[Stored items]
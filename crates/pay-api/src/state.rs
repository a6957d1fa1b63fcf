//! # Application State
//!
//! Shared state for the Axum application.
//! Holds the checkout, catalog and account services plus the HTTP configuration.

use crate::auth::{AccountService, JwtKeys};
use pay_core::{
    BoxedAccountStore, BoxedEventStore, BoxedNotifier, BoxedPaymentGateway, BoxedPurchaseStore,
    CheckoutService, EventCatalog, PaymentError, PaymentResult,
};
use pay_razorpay::RazorpayGateway;
use pay_store::{PgStore, StoreConfig};
use std::env;
use std::net::SocketAddr;
use std::sync::Arc;
use std::time::Duration;
use tracing::info;

/// Application configuration
#[derive(Clone)]
pub struct AppConfig {
    /// Host to bind to
    pub host: String,
    /// Port to listen on
    pub port: u16,
    /// Environment (development, staging, production)
    pub environment: String,
    /// CORS allow-list; empty means permissive
    pub allowed_origins: Vec<String>,
    /// Lower-cased emails allowed to create events and see reports
    pub admin_emails: Vec<String>,
    pub jwt_secret: String,
    /// Token lifetime; tokens carry no `exp` when unset
    pub jwt_ttl_minutes: Option<u64>,
}

impl std::fmt::Debug for AppConfig {
    fn fmt(&self, f: &mut std::fmt::Formatter<'_>) -> std::fmt::Result {
        f.debug_struct("AppConfig")
            .field("host", &self.host)
            .field("port", &self.port)
            .field("environment", &self.environment)
            .field("allowed_origins", &self.allowed_origins)
            .field("admin_emails", &self.admin_emails)
            .field("jwt_secret", &"***")
            .field("jwt_ttl_minutes", &self.jwt_ttl_minutes)
            .finish()
    }
}

fn split_list(raw: Option<String>) -> Vec<String> {
    raw.unwrap_or_default()
        .split(',')
        .map(str::trim)
        .filter(|item| !item.is_empty())
        .map(str::to_string)
        .collect()
}

impl AppConfig {
    /// Load from environment variables. `JWT_SECRET` is required.
    pub fn from_env() -> PaymentResult<Self> {
        dotenvy::dotenv().ok();
        Self::from_lookup(|key| env::var(key).ok())
    }

    fn from_lookup(lookup: impl Fn(&str) -> Option<String>) -> PaymentResult<Self> {
        let port = match lookup("PORT") {
            Some(raw) => raw.trim().parse::<u16>().map_err(|_| {
                PaymentError::Configuration(format!("PORT must be a valid port number: {}", raw))
            })?,
            None => 8080,
        };

        let jwt_secret = lookup("JWT_SECRET")
            .filter(|s| !s.trim().is_empty())
            .ok_or_else(|| PaymentError::Configuration("JWT_SECRET not set".to_string()))?;

        let jwt_ttl_minutes = match lookup("JWT_TTL_MINUTES").filter(|s| !s.trim().is_empty()) {
            Some(raw) => Some(raw.trim().parse::<u64>().ok().filter(|m| *m > 0).ok_or_else(
                || {
                    PaymentError::Configuration(format!(
                        "JWT_TTL_MINUTES must be a positive integer: {}",
                        raw
                    ))
                },
            )?),
            None => None,
        };

        Ok(Self {
            host: lookup("HOST").unwrap_or_else(|| "127.0.0.1".to_string()),
            port,
            environment: lookup("ENVIRONMENT").unwrap_or_else(|| "development".to_string()),
            allowed_origins: split_list(lookup("ALLOWED_ORIGINS")),
            admin_emails: split_list(lookup("ADMIN_EMAILS"))
                .into_iter()
                .map(|email| email.to_lowercase())
                .collect(),
            jwt_secret,
            jwt_ttl_minutes,
        })
    }

    /// Get the socket address to bind to
    pub fn socket_addr(&self) -> PaymentResult<SocketAddr> {
        format!("{}:{}", self.host, self.port).parse().map_err(|e| {
            PaymentError::Configuration(format!(
                "Invalid socket address {}:{}: {}",
                self.host, self.port, e
            ))
        })
    }

    /// Check if running in production
    pub fn is_production(&self) -> bool {
        self.environment == "production"
    }

    pub fn is_admin(&self, email: &str) -> bool {
        let email = email.trim().to_lowercase();
        self.admin_emails.iter().any(|admin| *admin == email)
    }

    pub fn jwt_keys(&self) -> JwtKeys {
        JwtKeys::new(
            &self.jwt_secret,
            self.jwt_ttl_minutes.map(|m| Duration::from_secs(m * 60)),
        )
    }
}

/// Shared application state
#[derive(Clone)]
pub struct AppState {
    pub checkout: Arc<CheckoutService>,
    pub catalog: Arc<EventCatalog>,
    pub accounts: Arc<AccountService>,
    pub jwt: JwtKeys,
    pub config: Arc<AppConfig>,
}

impl AppState {
    /// Connect to Postgres, run migrations and wire the Razorpay gateway and notifier
    pub async fn new() -> anyhow::Result<Self> {
        let config = AppConfig::from_env()?;

        let store_config = StoreConfig::from_env()?;
        let pool = store_config.connect().await?;
        let store = Arc::new(PgStore::new(pool));
        store.migrate().await?;
        info!("Database migrations applied");

        let gateway = RazorpayGateway::from_env()
            .map_err(|e| anyhow::anyhow!("Failed to initialize Razorpay: {}", e))?;
        let key_secret = gateway.config().key_secret.clone();
        info!(
            key_id = %gateway.config().key_id,
            live = gateway.config().is_live_mode(),
            "Razorpay gateway ready"
        );

        let notifier = pay_notify::notifier_from_env()?;

        Ok(Self::from_parts(
            config,
            store.clone(),
            store.clone(),
            store,
            Arc::new(gateway),
            notifier,
            key_secret,
        ))
    }

    /// Assemble state from already-built collaborators
    pub fn from_parts(
        config: AppConfig,
        events: BoxedEventStore,
        purchases: BoxedPurchaseStore,
        accounts: BoxedAccountStore,
        gateway: BoxedPaymentGateway,
        notifier: BoxedNotifier,
        key_secret: impl Into<String>,
    ) -> Self {
        let jwt = config.jwt_keys();
        let checkout = CheckoutService::new(events.clone(), purchases, gateway, notifier, key_secret);

        Self {
            checkout: Arc::new(checkout),
            catalog: Arc::new(EventCatalog::new(events)),
            accounts: Arc::new(AccountService::new(accounts, jwt.clone())),
            jwt,
            config: Arc::new(config),
        }
    }
}

#[cfg(test)]
mod tests {
    use super::*;
    use std::collections::HashMap;

    fn config_from(pairs: &[(&str, &str)]) -> PaymentResult<AppConfig> {
        let vars: HashMap<String, String> = pairs
            .iter()
            .map(|(k, v)| (k.to_string(), v.to_string()))
            .collect();
        AppConfig::from_lookup(|key| vars.get(key).cloned())
    }

    #[test]
    fn test_app_config_defaults() {
        let config = config_from(&[("JWT_SECRET", "s3cret")]).unwrap();
        assert_eq!(config.host, "127.0.0.1");
        assert_eq!(config.port, 8080);
        assert!(config.allowed_origins.is_empty());
        assert!(config.admin_emails.is_empty());
        assert_eq!(config.jwt_ttl_minutes, None);
        assert!(!config.is_production());
    }

    #[test]
    fn test_requires_jwt_secret() {
        assert!(matches!(
            config_from(&[]),
            Err(PaymentError::Configuration(_))
        ));
        assert!(config_from(&[("JWT_SECRET", "s"), ("PORT", "http")]).is_err());
        assert!(config_from(&[("JWT_SECRET", "s"), ("JWT_TTL_MINUTES", "0")]).is_err());
    }

    #[test]
    fn test_lists_and_admins() {
        let config = config_from(&[
            ("JWT_SECRET", "s3cret"),
            ("ALLOWED_ORIGINS", "https://a.example.com, https://b.example.com,"),
            ("ADMIN_EMAILS", "Admin@Example.com ,ops@example.com"),
            ("JWT_TTL_MINUTES", "90"),
        ])
        .unwrap();

        assert_eq!(config.allowed_origins.len(), 2);
        assert!(config.is_admin("admin@example.com"));
        assert!(config.is_admin(" OPS@example.com"));
        assert!(!config.is_admin("someone@example.com"));
        assert_eq!(config.jwt_ttl_minutes, Some(90));
        assert!(!format!("{:?}", config).contains("s3cret"));
    }

    #[test]
    fn test_socket_addr() {
        let mut config = config_from(&[("JWT_SECRET", "s"), ("PORT", "3000")]).unwrap();
        config.host = "0.0.0.0".to_string();
        assert_eq!(config.socket_addr().unwrap().to_string(), "0.0.0.0:3000");

        config.host = "not a host".to_string();
        assert!(config.socket_addr().is_err());
    }
}
//! # Event Types
//!
//! Events are the purchasable items: a dated session with a price in major units.
//! Also holds the admin reporting view that rolls purchases up per event.

use crate::customer::Customer;
use crate::error::{PaymentError, PaymentResult};
use crate::money::Currency;
use crate::purchase::{Purchase, PurchaseStatus};
use chrono::{DateTime, NaiveDate, Utc};
use rust_decimal::Decimal;
use serde::{Deserialize, Serialize};
use std::collections::{HashMap, HashSet};
use uuid::Uuid;

/// A registrable event
#[derive(Debug, Clone, PartialEq, Serialize, Deserialize)]
pub struct Event {
    pub id: Uuid,

    /// Price in major currency units
    pub price: Decimal,

    pub title: String,

    /// Description paragraphs
    pub description: Vec<String>,

    pub event_date: NaiveDate,

    /// Free-form start time as shown to customers (e.g. "18:30 IST")
    pub event_time: String,

    /// Duration in minutes
    pub event_duration: i32,

    /// Hidden events are only listed for admins
    pub is_hidden: bool,

    #[serde(skip_serializing_if = "Option::is_none")]
    pub image_url: Option<String>,

    pub created_at: DateTime<Utc>,
    pub updated_at: DateTime<Utc>,
}

/// Body of the admin create-event operation
#[derive(Debug, Clone, Deserialize)]
#[serde(rename_all = "camelCase")]
pub struct NewEvent {
    pub price: Decimal,
    pub title: String,
    #[serde(default)]
    pub description: Vec<String>,
    pub event_date: NaiveDate,
    pub event_time: String,
    pub event_duration: i32,
    /// New events start hidden unless stated otherwise
    #[serde(default = "default_hidden")]
    pub is_hidden: bool,
    #[serde(default)]
    pub image_url: Option<String>,
}

fn default_hidden() -> bool {
    true
}

impl NewEvent {
    /// Reject events that could never be checked out
    pub fn validate(&self) -> PaymentResult<()> {
        if self.title.trim().is_empty() {
            return Err(PaymentError::InvalidInput("Event title is required".into()));
        }
        if self.price <= Decimal::ZERO {
            return Err(PaymentError::InvalidInput(
                "Event price must be positive".into(),
            ));
        }
        if self.event_duration <= 0 {
            return Err(PaymentError::InvalidInput(
                "Event duration must be positive".into(),
            ));
        }
        Ok(())
    }
}

/// Store-level filter for event listing
#[derive(Debug, Clone, Default, PartialEq, Eq)]
pub struct EventFilter {
    pub id: Option<Uuid>,
    /// `Some(false)` restricts to visible events
    pub is_hidden: Option<bool>,
}

impl EventFilter {
    /// Filter applied for anonymous and non-admin callers
    pub fn public(id: Option<Uuid>) -> Self {
        Self {
            id,
            is_hidden: Some(false),
        }
    }

    pub fn matches(&self, event: &Event) -> bool {
        self.id.map_or(true, |id| event.id == id)
            && self.is_hidden.map_or(true, |hidden| event.is_hidden == hidden)
    }
}

/// Customer identity inside a report entry
#[derive(Debug, Clone, PartialEq, Serialize)]
pub struct ReportCustomer {
    pub id: Uuid,
    pub name: String,
    pub email: String,
    pub mobile: String,
}

impl From<&Customer> for ReportCustomer {
    fn from(c: &Customer) -> Self {
        Self {
            id: c.id,
            name: c.name.clone(),
            email: c.email.clone(),
            mobile: c.mobile.clone(),
        }
    }
}

/// Payment details inside a report entry (amount in major units)
#[derive(Debug, Clone, PartialEq, Serialize)]
pub struct ReportPayment {
    pub purchase_id: Uuid,
    pub amount: Decimal,
    pub currency: String,
    pub status: PurchaseStatus,
    pub razorpay_order_id: String,
    #[serde(skip_serializing_if = "Option::is_none")]
    pub razorpay_payment_id: Option<String>,
    pub created_at: DateTime<Utc>,
}

#[derive(Debug, Clone, PartialEq, Serialize)]
pub struct ReportEntry {
    pub customer: ReportCustomer,
    #[serde(rename = "paymentDetails")]
    pub payment_details: ReportPayment,
    #[serde(
        rename = "reasonForUnsuccessfulPayment",
        skip_serializing_if = "Option::is_none"
    )]
    pub reason_for_unsuccessful_payment: Option<PurchaseStatus>,
}

/// Admin view of an event with its purchases rolled up
#[derive(Debug, Clone, PartialEq, Serialize)]
pub struct EventReport {
    #[serde(flatten)]
    pub event: Event,
    pub total_registrations: i64,
    pub successful_payments: i64,
    pub total_revenue: Decimal,
    pub attempted_payments: i64,
    #[serde(rename = "successfulPayment")]
    pub successful_payment: Vec<ReportEntry>,
    #[serde(rename = "unsuccessfulPayment")]
    pub unsuccessful_payment: Vec<ReportEntry>,
}

impl EventReport {
    /// Roll up the purchases of one event.
    ///
    /// Rows belonging to other events are ignored. Unsuccessful entries keep only the
    /// latest attempt per customer, and only for customers who never paid.
    pub fn build(event: Event, rows: &[(Purchase, Customer)]) -> Self {
        let rows: Vec<&(Purchase, Customer)> =
            rows.iter().filter(|(p, _)| p.event_id == event.id).collect();

        let mut successful_payment = Vec::new();
        let mut total_revenue = Decimal::ZERO;
        let mut attempted_payments = 0;
        let mut paying_customers = HashSet::new();

        for (purchase, customer) in &rows {
            match purchase.status {
                PurchaseStatus::Paid => {
                    total_revenue += minor_to_major(purchase);
                    paying_customers.insert(customer.id);
                    successful_payment.push(entry(purchase, customer, None));
                }
                PurchaseStatus::Created | PurchaseStatus::Attempted | PurchaseStatus::Failed => {
                    attempted_payments += 1;
                }
                PurchaseStatus::Refunded => {}
            }
        }

        let mut latest_unpaid: HashMap<Uuid, &(Purchase, Customer)> = HashMap::new();
        for &row in &rows {
            let (purchase, customer) = row;
            if purchase.status == PurchaseStatus::Paid || paying_customers.contains(&customer.id) {
                continue;
            }
            latest_unpaid
                .entry(customer.id)
                .and_modify(|current| {
                    if purchase.created_at > current.0.created_at {
                        *current = row;
                    }
                })
                .or_insert(row);
        }

        let mut unsuccessful_payment: Vec<ReportEntry> = latest_unpaid
            .into_values()
            .map(|(purchase, customer)| entry(purchase, customer, Some(purchase.status)))
            .collect();

        successful_payment.sort_by_key(|e| e.payment_details.created_at);
        unsuccessful_payment.sort_by_key(|e| e.payment_details.created_at);

        Self {
            total_registrations: rows.len() as i64,
            successful_payments: successful_payment.len() as i64,
            total_revenue,
            attempted_payments,
            successful_payment,
            unsuccessful_payment,
            event,
        }
    }
}

fn minor_to_major(purchase: &Purchase) -> Decimal {
    purchase
        .currency
        .parse::<Currency>()
        .unwrap_or_default()
        .from_minor_units(purchase.amount)
}

fn entry(purchase: &Purchase, customer: &Customer, reason: Option<PurchaseStatus>) -> ReportEntry {
    ReportEntry {
        customer: customer.into(),
        payment_details: ReportPayment {
            purchase_id: purchase.id,
            amount: minor_to_major(purchase),
            currency: purchase.currency.clone(),
            status: purchase.status,
            razorpay_order_id: purchase.razorpay_order_id.clone(),
            razorpay_payment_id: purchase.razorpay_payment_id.clone(),
            created_at: purchase.created_at,
        },
        reason_for_unsuccessful_payment: reason,
    }
}

#[cfg(test)]
mod tests {
    use super::*;
    use chrono::Duration;

    fn event() -> Event {
        let now = Utc::now();
        Event {
            id: Uuid::new_v4(),
            price: Decimal::new(50000, 2),
            title: "GST Masterclass".into(),
            description: vec!["Two hours on filings".into()],
            event_date: NaiveDate::from_ymd_opt(2026, 11, 2).unwrap(),
            event_time: "18:30".into(),
            event_duration: 120,
            is_hidden: false,
            image_url: None,
            created_at: now,
            updated_at: now,
        }
    }

    fn customer(email: &str) -> Customer {
        let now = Utc::now();
        Customer {
            id: Uuid::new_v4(),
            name: "Asha".into(),
            email: email.into(),
            mobile: "9800000000".into(),
            created_at: now,
            updated_at: now,
        }
    }

    fn purchase(event_id: Uuid, customer_id: Uuid, status: PurchaseStatus, age_mins: i64) -> Purchase {
        let at = Utc::now() - Duration::minutes(age_mins);
        Purchase {
            id: Uuid::new_v4(),
            event_id,
            customer_id,
            amount: 50000,
            currency: "INR".into(),
            description: None,
            status,
            razorpay_order_id: format!("order_{}", Uuid::new_v4().simple()),
            razorpay_payment_id: None,
            razorpay_signature: None,
            created_at: at,
            updated_at: at,
        }
    }

    #[test]
    fn test_report_rollup() {
        let ev = event();
        let paid = customer("paid@example.com");
        let retried = customer("retry@example.com");
        let gave_up = customer("gaveup@example.com");

        let rows = vec![
            (purchase(ev.id, paid.id, PurchaseStatus::Failed, 30), paid.clone()),
            (purchase(ev.id, paid.id, PurchaseStatus::Paid, 20), paid.clone()),
            (purchase(ev.id, retried.id, PurchaseStatus::Failed, 15), retried.clone()),
            (purchase(ev.id, retried.id, PurchaseStatus::Attempted, 5), retried.clone()),
            (purchase(ev.id, gave_up.id, PurchaseStatus::Attempted, 10), gave_up.clone()),
            (purchase(Uuid::new_v4(), gave_up.id, PurchaseStatus::Paid, 1), gave_up.clone()),
        ];

        let report = EventReport::build(ev, &rows);

        assert_eq!(report.total_registrations, 5);
        assert_eq!(report.successful_payments, 1);
        assert_eq!(report.attempted_payments, 4);
        assert_eq!(report.total_revenue, Decimal::new(500, 0));

        // paying customer is excluded from the unsuccessful list
        assert_eq!(report.unsuccessful_payment.len(), 2);
        let retry_entry = report
            .unsuccessful_payment
            .iter()
            .find(|e| e.customer.id == retried.id)
            .unwrap();
        assert_eq!(
            retry_entry.reason_for_unsuccessful_payment,
            Some(PurchaseStatus::Attempted)
        );
    }

    #[test]
    fn test_report_serialization_shape() {
        let report = EventReport::build(event(), &[]);
        let json = serde_json::to_value(&report).unwrap();

        assert!(json.get("title").is_some());
        assert!(json.get("successfulPayment").unwrap().is_array());
        assert!(json.get("unsuccessfulPayment").unwrap().is_array());
        assert_eq!(json.get("total_registrations").unwrap(), 0);
    }

    #[test]
    fn test_new_event_defaults_and_validation() {
        let body = serde_json::json!({
            "price": "499.00",
            "title": "Tax Clinic",
            "eventDate": "2026-12-01",
            "eventTime": "10:00",
            "eventDuration": 90
        });
        let new_event: NewEvent = serde_json::from_value(body).unwrap();
        assert!(new_event.is_hidden);
        assert!(new_event.validate().is_ok());

        let free = NewEvent {
            price: Decimal::ZERO,
            ..new_event
        };
        assert!(matches!(free.validate(), Err(PaymentError::InvalidInput(_))));
    }

    #[test]
    fn test_public_filter_hides_hidden_events() {
        let mut ev = event();
        assert!(EventFilter::public(None).matches(&ev));
        ev.is_hidden = true;
        assert!(!EventFilter::public(None).matches(&ev));
        assert!(EventFilter::default().matches(&ev));
        assert!(!EventFilter::public(Some(Uuid::new_v4())).matches(&ev));
    }
}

TASK DIRECTIONS :: From the first line of the records above down to the line containing "impl std::fmt::Debug for", repeat each line exactly as written. Include both of those lines and add nothing.

RESPONSE AREA ::
filename crates/pay-api/src/state.rs
repository a6957d1fa1b63fcf
//! # Application State
//!
//! Shared state for the Axum application.
//! Holds the checkout, catalog and account services plus the HTTP configuration.

use crate::auth::{AccountService, JwtKeys};
use pay_core::{
    BoxedAccountStore, BoxedEventStore, BoxedNotifier, BoxedPaymentGateway, BoxedPurchaseStore,
    CheckoutService, EventCatalog, PaymentError, PaymentResult,
};
use pay_razorpay::RazorpayGateway;
use pay_store::{PgStore, StoreConfig};
use std::env;
use std::net::SocketAddr;
use std::sync::Arc;
use std::time::Duration;
use tracing::info;

/// Application configuration
#[derive(Clone)]
pub struct AppConfig {
    /// Host to bind to
    pub host: String,
    /// Port to listen on
    pub port: u16,
    /// Environment (development, staging, production)
    pub environment: String,
    /// CORS allow-list; empty means permissive
    pub allowed_origins: Vec<String>,
    /// Lower-cased emails allowed to create events and see reports
    pub admin_emails: Vec<String>,
    pub jwt_secret: String,
    /// Token lifetime; tokens carry no `exp` when unset
    pub jwt_ttl_minutes: Option<u64>,
}

impl std::fmt::Debug for AppConfig {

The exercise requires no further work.